There are a few purposes to these quizzes. One is that they will help you test your own understanding of the text. If you are frequently off-base with your initial answers, this is a sign that you should stop by my office to chat about how to approach the texts. The second is that they will help you focus during our discussions, because you’ll know what you are trying to get out of the text. This will help you better practice your critical reading skills throughout class. Finally, they will help you build a deeper understanding of the positions we are discussing.
Because these quizzes are designed to help you prepare for, and better understand the class sessions in which they are given, missed quizzes cannot be made up. However, I will drop your two lowest quiz grades, recognizing that sometimes life gets in the way.
Oral Exams
At three points in the semester, I will ask you to schedule a meeting with me to discuss the views of one of the philosophers we have focused on. I’ll ask you to begin the conversation by summarizing the core themes of that thinker’s philosophical project. What are they trying to do? What are their main positions?
From there, we’ll have a philosophical conversation! I might ask you to elaborate on what you’ve said, or I might ask about ideas you haven’t touched on, or I might push back on your own ideas. As you will see from the rubric below, the goal is not encyclopedic knowledge of that thinker’s project that you can give off the top of your head. Instead, I am looking for an understanding of the core commitments of the project (you should know the big ideas off the top of your head), and an ability to talk through the complex parts. That is, I am looking for your ability to reason through the answers to my questions, to use the text to support your analysis, or indeed, to use the text on the fly to find the answer to a question. You can bring in a page of notes, which you may want to use to highlight (or even copy down) key passages, and you can bring copies of the texts. If you do bring notes, I will ask you to give me a copy of them.

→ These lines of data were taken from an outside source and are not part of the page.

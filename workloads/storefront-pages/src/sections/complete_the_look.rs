//! Complete-the-look section.

use super::escape_html;
use crate::data::CmsProduct;

/// Render the products styled together with the current one.
///
/// Returns an empty string when there is nothing to show.
pub fn render_complete_the_look(products: &[CmsProduct]) -> String {
    if products.is_empty() {
        return String::new();
    }

    let items: String = products.iter().map(render_look_item).collect();

    format!(
        r#"<section class="complete-the-look" data-section="complete-the-look">
    <h2>Complete the Look</h2>
    <ul class="look-items">{items}</ul>
</section>"#,
        items = items
    )
}

fn render_look_item(product: &CmsProduct) -> String {
    let image = product
        .image_url
        .as_deref()
        .map(|url| {
            format!(
                r#"<img src="{}" alt="{}">"#,
                escape_html(url),
                escape_html(&product.title)
            )
        })
        .unwrap_or_default();

    format!(
        r#"<li class="look-item"><a href="/products/{slug}">{image}<span>{title}</span></a></li>"#,
        slug = escape_html(&product.slug),
        image = image,
        title = escape_html(&product.title)
    )
}
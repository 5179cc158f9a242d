//! CLI execution context.

use std::path::{Path, PathBuf};

use anyhow::{Context as _, Result};

use storefront_core::StorefrontConfig;

use crate::config::{self, CONFIG_NAMES};
use crate::output::Output;

/// Execution context for CLI commands.
pub struct Context {
    pub config: StorefrontConfig,
    /// File the config came from, `None` when running on defaults.
    pub config_path: Option<PathBuf>,
    pub output: Output,
    pub cwd: PathBuf,
}

impl Context {
    /// Load context from an explicit config file or the nearest one found
    /// walking up from the working directory.
    pub fn load(config_path: Option<&str>, output: Output) -> Result<Self> {
        let mut ctx = Self::locate(config_path, output)?;
        if let Some(path) = &ctx.config_path {
            ctx.output.debug(&format!("Using config {}", path.display()));
            ctx.config = config::load(path)?;
        }
        Ok(ctx)
    }

    /// Find the config file without reading it; `config` stays at defaults.
    /// Used by the commands that inspect or replace a broken file.
    pub fn locate(config_path: Option<&str>, output: Output) -> Result<Self> {
        let cwd = std::env::current_dir().context("Failed to get current directory")?;

        let config_path = match config_path {
            Some(path) => Some(resolve(&cwd, path)),
            None => find_config(&cwd),
        };

        Ok(Self {
            config: StorefrontConfig::default(),
            config_path,
            output,
            cwd,
        })
    }

    /// Resolve a path relative to the working directory.
    pub fn resolve_path(&self, path: &str) -> PathBuf {
        resolve(&self.cwd, path)
    }
}

fn resolve(cwd: &Path, path: &str) -> PathBuf {
    let path = PathBuf::from(path);
    if path.is_absolute() {
        path
    } else {
        cwd.join(path)
    }
}

fn find_config(start: &Path) -> Option<PathBuf> {
    start.ancestors().find_map(|dir| {
        CONFIG_NAMES
            .iter()
            .map(|name| dir.join(name))
            .find(|path| path.exists())
    })
}

#[cfg(test)]
mod tests {
    use super::*;

    #[test]
    fn test_locate_does_not_parse() {
        let dir = std::env::temp_dir().join(format!("storefront-ctx-{}", std::process::id()));
        std::fs::create_dir_all(&dir).unwrap();
        let path = dir.join("storefront.toml");
        std::fs::write(&path, "[shipping]\nfree_shipping_minimum = -1.0\n").unwrap();
        let path_str = path.to_str().unwrap();

        let ctx = Context::locate(Some(path_str), Output::new(false, false)).unwrap();
        assert_eq!(ctx.config_path.as_deref(), Some(path.as_path()));
        assert_eq!(ctx.config.featured.count, 8);

        assert!(Context::load(Some(path_str), Output::new(false, false)).is_err());
    }
}
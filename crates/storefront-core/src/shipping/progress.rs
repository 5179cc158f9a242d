//! Progress toward the free-shipping minimum.

use serde::{Deserialize, Serialize};

use crate::error::StorefrontError;
use crate::money::Money;

/// Derived shipping widget state for one cart total.
#[derive(Debug, Clone, Copy, Serialize, Deserialize, PartialEq)]
pub struct ShippingProgress {
    /// How much more the customer must spend, never negative.
    pub amount_remaining: Money,
    /// Share of the minimum already reached, clamped to [0, 100].
    pub percent: f64,
    /// Whether the cart already ships free.
    pub qualifies: bool,
}

impl ShippingProgress {
    /// Width of the progress bar as a CSS percentage (e.g. "40%").
    pub fn bar_width(&self) -> String {
        let formatted = format!("{:.2}", self.percent);
        let trimmed = formatted.trim_end_matches('0').trim_end_matches('.');
        format!("{}%", trimmed)
    }
}

/// Compute shipping progress for `current_total` against `minimum`.
///
/// `minimum` must be positive and in the same currency as the cart total.
/// Negative totals (e.g. after a refund adjustment) count as zero progress.
pub fn compute_progress(
    current_total: &Money,
    minimum: &Money,
) -> Result<ShippingProgress, StorefrontError> {
    if !minimum.is_positive() {
        return Err(StorefrontError::InvalidConfiguration(format!(
            "free shipping minimum must be positive, got {}",
            minimum.display()
        )));
    }
    if current_total.currency != minimum.currency {
        return Err(StorefrontError::CurrencyMismatch {
            expected: minimum.currency.code().to_string(),
            got: current_total.currency.code().to_string(),
        });
    }

    let remaining_cents = minimum
        .amount_cents
        .saturating_sub(current_total.amount_cents)
        .max(0);
    let qualifies = current_total.amount_cents >= minimum.amount_cents;
    let percent = (current_total.amount_cents as f64 / minimum.amount_cents as f64 * 100.0)
        .clamp(0.0, 100.0);

    tracing::trace!(
        total = current_total.amount_cents,
        minimum = minimum.amount_cents,
        percent,
        qualifies,
        "shipping progress computed"
    );

    Ok(ShippingProgress {
        amount_remaining: Money::new(remaining_cents, current_total.currency),
        percent,
        qualifies,
    })
}
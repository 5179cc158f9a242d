//! Request identifiers.

use std::fmt;

use serde::Serialize;
use storefront_core::ids::generate_id;

/// Unique identifier for one page render.
#[derive(Debug, Clone, PartialEq, Eq, Hash, Serialize)]
#[serde(transparent)]
pub struct RequestId(String);

impl RequestId {
    /// Generate a new request ID, in the same format as the entity ids.
    pub fn generate() -> Self {
        Self(generate_id())
    }

    /// Reuse an id handed over by the host (e.g. an `x-request-id` header).
    pub fn from_string(id: impl Into<String>) -> Self {
        Self(id.into())
    }

    pub fn as_str(&self) -> &str {
        &self.0
    }
}

impl fmt::Display for RequestId {
    fn fmt(&self, f: &mut fmt::Formatter<'_>) -> fmt::Result {
        f.write_str(&self.0)
    }
}

#[cfg(test)]
mod tests {
    use super::*;

    #[test]
    fn test_generated_ids_differ() {
        assert_ne!(RequestId::generate(), RequestId::generate());
    }

    #[test]
    fn test_generated_id_is_hex_pair() {
        let id = RequestId::generate();
        let (time, seq) = id.as_str().split_once('-').unwrap();
        assert!(u128::from_str_radix(time, 16).is_ok());
        assert!(u64::from_str_radix(seq, 16).is_ok());
    }

    #[test]
    fn test_from_string() {
        let id = RequestId::from_string("req-42");
        assert_eq!(id.as_str(), "req-42");
        assert_eq!(id.to_string(), "req-42");
    }
}
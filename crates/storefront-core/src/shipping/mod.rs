//! Free-shipping threshold progress.

mod progress;

pub use progress::{compute_progress, ShippingProgress};
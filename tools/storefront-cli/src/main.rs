//! Storefront CLI - run the storefront engines from the command line.
//!
//! Commands:
//! - `storefront countdown` - Time left until a promotion ends
//! - `storefront shipping` - Progress toward free shipping
//! - `storefront recommend` - Merge a recommendations payload
//! - `storefront page` - Render a product page from fixture files
//! - `storefront config` - Manage configuration

mod commands;
mod config;
mod context;
mod output;

use anyhow::Result;
use clap::{Parser, Subcommand};
use tracing_subscriber::EnvFilter;

use commands::{ConfigArgs, CountdownArgs, PageArgs, RecommendArgs, ShippingArgs};

/// Storefront CLI - countdowns, shipping progress and recommendations
#[derive(Parser)]
#[command(name = "storefront")]
#[command(author, version, about, long_about = None)]
#[command(propagate_version = true)]
struct Cli {
    /// Enable verbose output
    #[arg(short, long, global = true)]
    verbose: bool,

    /// Use JSON output format
    #[arg(long, global = true)]
    json: bool,

    /// Config file path
    #[arg(short, long, global = true)]
    config: Option<String>,

    #[command(subcommand)]
    command: Commands,
}

#[derive(Subcommand)]
enum Commands {
    /// Show the time left until a promotion expires
    Countdown(CountdownArgs),

    /// Show progress toward the free-shipping minimum
    Shipping(ShippingArgs),

    /// Merge recommended and best-selling products
    Recommend(RecommendArgs),

    /// Render a product page from fixture files
    Page(PageArgs),

    /// Manage configuration
    Config(ConfigArgs),
}

fn init_tracing(verbose: bool) {
    let default = if verbose { "debug" } else { "warn" };
    let filter = EnvFilter::try_from_default_env().unwrap_or_else(|_| EnvFilter::new(default));

    tracing_subscriber::fmt()
        .with_env_filter(filter)
        .with_writer(std::io::stderr)
        .with_target(false)
        .init();
}

#[tokio::main]
async fn main() -> Result<()> {
    let cli = Cli::parse();
    init_tracing(cli.verbose);

    // Setup output formatting
    let output = output::Output::new(cli.verbose, cli.json);

    // Config commands read the file themselves so they can report on or
    // replace a broken one.
    let config_path = cli.config.as_deref();
    let ctx = match &cli.command {
        Commands::Config(_) => context::Context::locate(config_path, output.clone()),
        _ => context::Context::load(config_path, output.clone()),
    };
    let ctx = match ctx {
        Ok(ctx) => ctx,
        Err(e) => {
            output.error(&format!("{:#}", e));
            std::process::exit(1);
        }
    };

    let result = match cli.command {
        Commands::Countdown(args) => commands::countdown::run(args, &ctx).await,
        Commands::Shipping(args) => commands::shipping::run(args, &ctx).await,
        Commands::Recommend(args) => commands::recommend::run(args, &ctx).await,
        Commands::Page(args) => commands::page::run(args, &ctx).await,
        Commands::Config(args) => commands::config::run(args, &ctx).await,
    };

    if let Err(e) = result {
        ctx.output.error(&format!("{:#}", e));
        std::process::exit(1);
    }

    Ok(())
}
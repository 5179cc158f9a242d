//! Merging platform recommendations with best sellers.

use std::collections::HashSet;

use serde::{Deserialize, Serialize};

use crate::catalog::ProductSummary;
use crate::error::StorefrontError;
use crate::ids::ProductId;

/// Upstream payload of the recommendations query.
///
/// `recommended` is the platform's per-product recommendation list and may
/// be missing entirely for new products; `additional` is a best-selling
/// list used to pad it out.
#[derive(Debug, Clone, Default, Serialize, Deserialize, PartialEq)]
pub struct RecommendationResponse {
    #[serde(default)]
    pub recommended: Option<Vec<ProductSummary>>,
    #[serde(default)]
    pub additional: Option<Vec<ProductSummary>>,
}

impl RecommendationResponse {
    /// Merge both lists for the product page of `current`.
    pub fn merge(
        &self,
        current: &ProductId,
        limit: Option<usize>,
    ) -> Result<Vec<ProductSummary>, StorefrontError> {
        merge_recommendations(
            self.recommended.as_deref().unwrap_or_default(),
            self.additional.as_deref().unwrap_or_default(),
            current,
            limit,
        )
    }
}

/// Concatenate `primary` and `fallback`, keep the first occurrence of each
/// product id, drop `exclude` and cap the result at `limit`.
///
/// Fails with [`StorefrontError::NoRecommendationData`] when both inputs are
/// empty. An empty result after exclusion is not an error.
pub fn merge_recommendations(
    primary: &[ProductSummary],
    fallback: &[ProductSummary],
    exclude: &ProductId,
    limit: Option<usize>,
) -> Result<Vec<ProductSummary>, StorefrontError> {
    if primary.is_empty() && fallback.is_empty() {
        return Err(StorefrontError::NoRecommendationData);
    }

    let mut seen: HashSet<&ProductId> = HashSet::with_capacity(primary.len() + fallback.len());
    let merged: Vec<ProductSummary> = primary
        .iter()
        .chain(fallback)
        .filter(|product| seen.insert(&product.id))
        .filter(|product| &product.id != exclude)
        .take(limit.unwrap_or(usize::MAX))
        .cloned()
        .collect();

    tracing::debug!(
        primary = primary.len(),
        fallback = fallback.len(),
        merged = merged.len(),
        exclude = %exclude,
        "recommendations merged"
    );

    Ok(merged)
}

I understand that ‘oral exams’ probably sounds fairly scary, and you probably haven’t done them in any of your other classes. They will require preparation, but it is my expectation that if you’ve been doing the work - reading, thinking, and discussing the sources in class, you’ll be a long way towards being ready. Recognizing how stressful they can be, I’m also going to use a simplified rubric based on three simple questions:
- Do you know what the central questions are that the thinker is trying to answer? (1 point)
- Are you able to provide a roughly accurate summary of how they answer them? (1 point)
- Do you show thoughtful engagement when answering my questions? (2 points)
You’ll notice that these questions do not require mastery of the material in question. I don’t expect mastery in a conversation - I expect you to show me that you are thinking. Here’s what I’ll be looking for to show me that you’re thinking it through:
- When I ask questions, are you able to draw upon the texts or ideas from the texts to try to answer them?
- If you don’t know the answer to a question I ask, are you able to come up with possible answers?
- Are you able to self-critique the ideas you consider?
- Are you able to draw connections between the ideas we are discussing and other things you have read or seen, or other classes you have taken?
- Do you suggest your own ideas about the material?
You don’t need to do all of these things, but if you are doing ones relevant to our conversation, you’ll show me that you are thinking critically about the material.
Paper Project
In this paper, you will enter into the philosophical discussion begun and carried through the Modern period. The central aims of the assignment are for you to practice philosophical argumentation, clear writing, and the practice of dialogue through your writing. To engage in that dialogue, we (and I am part of it too!) will write this paper in four parts:
Project Proposal - the first step is to provide me with a short 1-2 page summary of (a) what philosophical question you want to write about, (b) what texts you want to use to help you answer it, and (c) why you picked those sources. You do not need to have your arguments worked out at this point. Instead, the purpose of this assignment is to help you start thinking about the project early, and for me to help you avoid any potential dead-ends or pitfalls.
Argument Paper – the next step is a traditional argumentative paper. In this paper, you will take up a question asked by one of the philosophers we read this semester, and argue for a position on that question. To do so, you should (a) motivate the question - explain why the question comes up and why it matters, (b) explain the view of at least one Modern philosopher on that question, (c) make a claim about your own position on that question and supported it with argument(s), and (d) defend your position against at least one objection arising from the literature. The paper should be 6-7 pages long, and it should be engaged with at least one Modern philosophical text from those we read this semester.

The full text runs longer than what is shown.